Affiliations: Hotel Dieu de France Hospital, Saint Joseph University, Beirut, Lebanon ; Sahyadri Specialty Hospital, Pune, India ; St. John’s Medical College Hospital, Bangalore, India; S.S Institute of Medical Science and Research Center, Davangere, India; Hematology Research Center, Nemazee Hospital, Shiraz University of Medical Sciences, Shiraz, Iran; Research & Development Department, Octapharma, Lachen, Switzerland; Clinical Research & Development, Octapharma, Paramus, NJ, USA; Fondazione IRCCS Ca’ Granda Ospedale Maggiore Policlinico, Angelo Bianchi Bonomi Hemophilia and Thrombosis Center and Fondazione Luigi Villa, Milan, Italy.

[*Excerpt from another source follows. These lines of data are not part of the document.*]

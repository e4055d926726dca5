//! # Mempool Reactor
//!
//! Pending transactions waiting for a block. Admission dedups by hash and
//! publishes [`ChainEvent::TxAdded`].

use std::collections::HashSet;

use async_trait::async_trait;
use p2p_switch::{BaseReactor, P2pError, Reactor};
use parking_lot::Mutex;
use shared_bus::{ChainEvent, EventSink, Eventable};
use shared_types::{short_hex, Block, Hash, Transaction};
use thiserror::Error;
use tracing::{debug, trace};

use crate::storage::ChainState;

pub const MEMPOOL_REACTOR_NAME: &str = "MEMPOOL";

/// Maximum transactions held at once.
pub const DEFAULT_MEMPOOL_CAPACITY: usize = 5_000;

#[derive(Debug, Clone, PartialEq, Eq, Error)]
pub enum MempoolError {
    #[error("transaction {} already in mempool", hex::encode(.0))]
    Duplicate(Hash),

    #[error("mempool is full (capacity {capacity})")]
    Full { capacity: usize },
}

/// Ordered pool of pending transactions.
pub struct Mempool {
    /// Height of the last block the pool was updated against.
    height: u64,
    capacity: usize,
    txs: Vec<(Hash, Transaction)>,
    hashes: HashSet<Hash>,
}

impl Mempool {
    #[must_use]
    pub fn new(state: &ChainState, capacity: usize) -> Self {
        Self {
            height: state.last_block_height,
            capacity,
            txs: Vec::new(),
            hashes: HashSet::new(),
        }
    }

    /// Admit `tx`, returning its hash.
    pub fn check_tx(&mut self, tx: Transaction) -> Result<Hash, MempoolError> {
        let hash = tx.hash();
        if self.hashes.contains(&hash) {
            return Err(MempoolError::Duplicate(hash));
        }
        if self.txs.len() >= self.capacity {
            return Err(MempoolError::Full {
                capacity: self.capacity,
            });
        }
        self.hashes.insert(hash);
        self.txs.push((hash, tx));
        Ok(hash)
    }

    /// Up to `max` transactions in admission order, left in the pool.
    #[must_use]
    pub fn reap(&self, max: usize) -> Vec<Transaction> {
        self.txs.iter().take(max).map(|(_, tx)| tx.clone()).collect()
    }

    /// Drop the transactions included in a committed block.
    pub fn update(&mut self, block: &Block) -> usize {
        let included: HashSet<Hash> = block.transactions.iter().map(Transaction::hash).collect();
        let before = self.txs.len();
        self.txs.retain(|(hash, _)| !included.contains(hash));
        self.hashes.retain(|hash| !included.contains(hash));
        self.height = block.height();
        before - self.txs.len()
    }

    #[must_use]
    pub fn size(&self) -> usize {
        self.txs.len()
    }

    #[must_use]
    pub fn height(&self) -> u64 {
        self.height
    }
}

pub struct MempoolReactor {
    base: BaseReactor,
    mempool: Mutex<Mempool>,
}

impl MempoolReactor {
    #[must_use]
    pub fn new(mempool: Mempool) -> Self {
        Self {
            base: BaseReactor::new(MEMPOOL_REACTOR_NAME),
            mempool: Mutex::new(mempool),
        }
    }

    /// Admit a transaction and announce it on the bus.
    pub fn check_tx(&self, tx: Transaction) -> Result<Hash, MempoolError> {
        let hash = self.mempool.lock().check_tx(tx)?;
        trace!(tx = %short_hex(&hash), "Transaction admitted");
        self.base.fire(ChainEvent::TxAdded { tx_hash: hash });
        Ok(hash)
    }

    #[must_use]
    pub fn reap(&self, max: usize) -> Vec<Transaction> {
        self.mempool.lock().reap(max)
    }

    pub fn update(&self, block: &Block) {
        let removed = self.mempool.lock().update(block);
        debug!(height = block.height(), removed, "Mempool updated");
    }

    #[must_use]
    pub fn size(&self) -> usize {
        self.mempool.lock().size()
    }
}

impl Eventable for MempoolReactor {
    fn set_event_sink(&self, sink: EventSink) {
        self.base.set_event_sink(sink);
    }
}

#[async_trait]
impl Reactor for MempoolReactor {
    fn name(&self) -> &str {
        self.base.name()
    }

    async fn start(&self) -> Result<(), P2pError> {
        self.base.start();
        Ok(())
    }

    async fn stop(&self) {
        self.base.stop();
    }

    fn is_running(&self) -> bool {
        self.base.is_running()
    }
}

#[cfg(test)]
pub(crate) mod tests {
    use super::*;
    use shared_types::BlockHeader;

    pub(crate) fn tx(nonce: u64) -> Transaction {
        Transaction {
            from: [1; 20],
            to: Some([2; 20]),
            value: 5,
            nonce,
            data: vec![],
        }
    }

    fn pool(capacity: usize) -> Mempool {
        let state = ChainState {
            chain_id: "test".into(),
            genesis_time: 0,
            last_block_height: 0,
            last_block_hash: [0; 32],
            last_block_time: 0,
            validators: vec![],
            app_hash: [0; 32],
        };
        Mempool::new(&state, capacity)
    }

    #[test]
    fn test_check_tx_rejects_duplicates() {
        let mut pool = pool(10);
        let hash = pool.check_tx(tx(1)).unwrap();
        assert_eq!(pool.check_tx(tx(1)), Err(MempoolError::Duplicate(hash)));
        assert_eq!(pool.size(), 1);
    }

    #[test]
    fn test_check_tx_rejects_when_full() {
        let mut pool = pool(2);
        pool.check_tx(tx(1)).unwrap();
        pool.check_tx(tx(2)).unwrap();
        assert_eq!(
            pool.check_tx(tx(3)),
            Err(MempoolError::Full { capacity: 2 })
        );
    }

    #[test]
    fn test_update_removes_included() {
        let mut pool = pool(10);
        for nonce in 0..4 {
            pool.check_tx(tx(nonce)).unwrap();
        }
        let block = Block::new(
            BlockHeader {
                height: 1,
                ..BlockHeader::default()
            },
            vec![tx(0), tx(2)],
        );
        assert_eq!(pool.update(&block), 2);
        assert_eq!(pool.reap(10), vec![tx(1), tx(3)]);
        assert_eq!(pool.height(), 1);

        // an included tx may be admitted again later
        assert!(pool.check_tx(tx(0)).is_ok());
    }

    #[test]
    fn test_reactor_publishes_tx_added() {
        use shared_bus::{EventFilter, EventKind, InMemoryEventBus};
        use std::sync::Arc;

        let bus = Arc::new(InMemoryEventBus::new());
        bus.start();
        let mut sub = bus.subscribe(EventFilter::kinds(vec![EventKind::TxAdded]));
        let reactor = MempoolReactor::new(pool(10));
        reactor.set_event_sink(bus.clone());

        let hash = reactor.check_tx(tx(7)).unwrap();
        match sub.try_recv().unwrap() {
            Some(ChainEvent::TxAdded { tx_hash }) => assert_eq!(tx_hash, hash),
            other => panic!("unexpected {other:?}"),
        }
    }
}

Publication: Haemophilia; 2021; 27. 283–292
Abstract: BACKGROUND: Congenital fibrinogen deficiency (CFD) is a rare, inherited disorder affecting normal blood clotting function, where patients can experience severe and/or frequent bleeding episodes (BEs). Treatment with human fibrinogen concentrate (HFC) can prevent/arrest bleeding. There is a need for more data on the efficacy, pharmacokinetics (PK) and safety of HFC treatment in paediatric patients with CFD. METHODS: Haemostatic efficacy of HFC (Fibryga®, Octapharma AG) for on-demand treatment of bleeding and surgical prophylaxis in patients <12 years old was assessed by investigators and an Independent Data Monitoring and Endpoint Adjudication Committee (IDMEAC) based on an objective 4-point efficacy scale. Maximum clot firmness (MCF; surrogate marker of haemostatic efficacy), single-dose PK and safety were also assessed. RESULTS: Of 14 patients receiving HFC (median [range] age 6.0 years [1.0-10.0]), eight received HFC for 10 BEs, three for surgical prophylaxis and 13 for PK. The IDMEAC rated haemostatic efficacy as 100% successful for on-demand BE treatment (95% CI 69.15-100.00) and surgical prophylaxis (95% CI 29.24-100.00). After a mean first dose of 70.78 mg/kg for BEs, mean (±SD) MCF significantly increased from pre-treatment to 1-hour post-infusion (3.3 mm [±1.77]; P = 0.0002), coinciding with haemostatic efficacy. PK parameters were favorable. Two possibly related adverse events occurred, including one serious (portal vein thrombosis). No allergic/hypersensitivity reactions or deaths were observed. CONCLUSION: HFC treatment for on-demand treatment of BEs and surgical prophylaxis was efficacious for this ultra-rare paediatric population with congenital afibrinogenaemia and showed a favorable PK and safety profile.